Have you grown tired of waiting for the stock engine work to come through your door?
Building performance street engines requires many of the same skills, resources and attention to detail as building a racing engine, but without the same stress and strain on both engine builder and engine components. However, that doesn’t mean this market is a walk in the park. Getting involved in any niche market requires doing lots of homework up front to determine if it’s right for you and your shop.
According to the latest statistics from the Engine Rebuilders Association (AERA), nearly 80 percent of engine builders do performance work in some way, shape or form. But performance comes in many forms, which, simply put, means there are many specialized niches within this broad category.
Determining what opportunities exist in performance street applications is an individual exercise. But for those with the passion to make things go fast as well as the ability to learn fast building beefed-up street engines can be profitable and rewarding.
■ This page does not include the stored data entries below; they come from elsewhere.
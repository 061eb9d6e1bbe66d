//! User preference resolution and persistence.
//!
//! Two preferences exist: UI theme and NSFW content visibility. Each is
//! resolved from three sources in priority order (server-provided value for
//! authenticated users, locally persisted choice, system/default) and
//! persisted locally only on an explicit user decision.

use std::path::{Path, PathBuf};

use directories::ProjectDirs;
use serde::{Deserialize, Serialize};
use thiserror::Error;

#[derive(Debug, Error)]
pub enum PrefsError {
    #[error("io error: {0}")]
    Io(#[from] std::io::Error),

    #[error("config error: {0}")]
    Config(String),
}

/// UI theme.
#[derive(Debug, Clone, Copy, PartialEq, Eq, Default, Serialize, Deserialize)]
#[serde(rename_all = "lowercase")]
pub enum Theme {
    Dark,
    #[default]
    Light,
}

/// Outcome of NSFW preference resolution.
///
/// `prompt_needed` is set when no source decided, meaning the consent dialog
/// should be shown once; until the user answers, `allowed` stays `false`.
#[derive(Debug, Clone, Copy, PartialEq, Eq)]
pub struct NsfwResolution {
    pub allowed: bool,
    pub prompt_needed: bool,
}

/// Resolve the NSFW preference. The server value is authoritative for
/// authenticated users and the local choice is ignored entirely.
pub fn resolve_nsfw(
    authenticated: bool,
    server_flag: bool,
    local_choice: Option<bool>,
) -> NsfwResolution {
    if authenticated {
        NsfwResolution {
            allowed: server_flag,
            prompt_needed: false,
        }
    } else if let Some(choice) = local_choice {
        NsfwResolution {
            allowed: choice,
            prompt_needed: false,
        }
    } else {
        NsfwResolution {
            allowed: false,
            prompt_needed: true,
        }
    }
}

/// Resolve the theme: persisted value, then the OS-level signal, then light.
/// Runs before first paint so the page never flashes the wrong theme.
pub fn resolve_theme(saved: Option<Theme>, system: Option<Theme>) -> Theme {
    saved.or(system).unwrap_or_default()
}

/// OS-level color scheme signal.
pub fn system_theme() -> Option<Theme> {
    match dark_light::detect() {
        Ok(dark_light::Mode::Dark) => Some(Theme::Dark),
        Ok(dark_light::Mode::Light) => Some(Theme::Light),
        _ => None,
    }
}

/// What gets written to disk. Both fields are tri-state: absent means the
/// user never made a choice.
#[derive(Debug, Clone, Default, PartialEq, Eq, Serialize, Deserialize)]
struct StoredPrefs {
    #[serde(default)]
    theme: Option<Theme>,
    #[serde(default)]
    nsfw_choice: Option<bool>,
}

/// Local preference file, the browser-storage analog.
#[derive(Debug)]
pub struct PrefStore {
    path: PathBuf,
    prefs: StoredPrefs,
}

impl PrefStore {
    /// Load from the platform config dir. A missing or unreadable file
    /// falls back to defaults; preferences are never load-bearing.
    pub fn load() -> Self {
        Self::load_from(Self::prefs_path())
    }

    pub fn load_from(path: impl Into<PathBuf>) -> Self {
        let path = path.into();
        let prefs = match std::fs::read_to_string(&path) {
            Ok(text) => toml::from_str(&text).unwrap_or_else(|e| {
                tracing::warn!(error = %e, "preference file unreadable, using defaults");
                StoredPrefs::default()
            }),
            Err(_) => StoredPrefs::default(),
        };
        Self { path, prefs }
    }

    /// Path to the preference file (XDG on Linux, AppData on Windows).
    pub fn prefs_path() -> PathBuf {
        ProjectDirs::from("", "", "minori")
            .map(|d| d.config_dir().join("prefs.toml"))
            .unwrap_or_else(|| PathBuf::from("prefs.toml"))
    }

    pub fn path(&self) -> &Path {
        &self.path
    }

    pub fn theme(&self) -> Option<Theme> {
        self.prefs.theme
    }

    pub fn nsfw_choice(&self) -> Option<bool> {
        self.prefs.nsfw_choice
    }

    /// Theme toggles always persist; switching is an explicit action.
    pub fn set_theme(&mut self, theme: Theme) -> Result<(), PrefsError> {
        self.prefs.theme = Some(theme);
        self.save()
    }

    /// Apply the consent dialog's answer. The choice takes effect in memory
    /// immediately; it is written to disk only when the user asked to be
    /// remembered. Returns the now-effective NSFW setting.
    pub fn apply_nsfw_choice(&mut self, allow: bool, remember: bool) -> Result<bool, PrefsError> {
        if remember {
            self.prefs.nsfw_choice = Some(allow);
            self.save()?;
        }
        Ok(allow)
    }

    fn save(&self) -> Result<(), PrefsError> {
        if let Some(parent) = self.path.parent() {
            std::fs::create_dir_all(parent)?;
        }
        let content =
            toml::to_string_pretty(&self.prefs).map_err(|e| PrefsError::Config(e.to_string()))?;
        std::fs::write(&self.path, content)?;
        Ok(())
    }
}

#[cfg(test)]
mod tests {
    use super::*;

    #[test]
    fn server_wins_for_authenticated_users() {
        // Local storage says yes, server says no: server is authoritative.
        let r = resolve_nsfw(true, false, Some(true));
        assert!(!r.allowed);
        assert!(!r.prompt_needed);
    }

    #[test]
    fn local_choice_wins_for_anonymous_users() {
        let r = resolve_nsfw(false, true, Some(true));
        assert!(r.allowed);
        assert!(!r.prompt_needed);

        let r = resolve_nsfw(false, false, Some(false));
        assert!(!r.allowed);
    }

    #[test]
    fn unset_defaults_to_safe_and_prompts_once() {
        let r = resolve_nsfw(false, false, None);
        assert!(!r.allowed);
        assert!(r.prompt_needed);
    }

    #[test]
    fn theme_resolution_order() {
        assert_eq!(
            resolve_theme(Some(Theme::Dark), Some(Theme::Light)),
            Theme::Dark
        );
        assert_eq!(resolve_theme(None, Some(Theme::Dark)), Theme::Dark);
        assert_eq!(resolve_theme(None, None), Theme::Light);
    }

    #[test]
    fn nsfw_choice_persists_only_when_remembered() {
        let dir = tempfile::tempdir().unwrap();
        let path = dir.path().join("prefs.toml");

        let mut store = PrefStore::load_from(&path);
        assert_eq!(store.nsfw_choice(), None);

        // Not remembered: effective in memory, nothing written.
        assert!(store.apply_nsfw_choice(true, false).unwrap());
        assert!(!path.exists());
        assert_eq!(store.nsfw_choice(), None);

        // Remembered: round-trips through the file.
        assert!(store.apply_nsfw_choice(true, true).unwrap());
        let reloaded = PrefStore::load_from(&path);
        assert_eq!(reloaded.nsfw_choice(), Some(true));
    }

    #[test]
    fn theme_round_trip() {
        let dir = tempfile::tempdir().unwrap();
        let path = dir.path().join("prefs.toml");

        let mut store = PrefStore::load_from(&path);
        store.set_theme(Theme::Dark).unwrap();

        let reloaded = PrefStore::load_from(&path);
        assert_eq!(reloaded.theme(), Some(Theme::Dark));
        assert_eq!(reloaded.nsfw_choice(), None);
    }

    #[test]
    fn corrupt_file_falls_back_to_defaults() {
        let dir = tempfile::tempdir().unwrap();
        let path = dir.path().join("prefs.toml");
        std::fs::write(&path, "not = [valid").unwrap();

        let store = PrefStore::load_from(&path);
        assert_eq!(store.theme(), None);
        assert_eq!(store.nsfw_choice(), None);
    }
}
According to some experts, there are basically two groups comprising the street performance market today: 18-25 year old Gen Y’s and their love of all things compact (as in sport compact); and the baby boomers and their muscle cars. The boomers are now either retiring or finally able to spend freely after years of raising kids and putting them through school. Many boomers have finally gotten to the point where they want to live out their muscle car dream fantasies.
“Most of the people buying muscle cars to restore are in their 40s or older and have held a steady job for many years,” explains Kevin Frische, Kalvinator Engines in Wapakoneta, OH. “The house is paid for, the kids are out of school, and finally dad finds that car he always wanted way back in high school. Only now he can afford it.”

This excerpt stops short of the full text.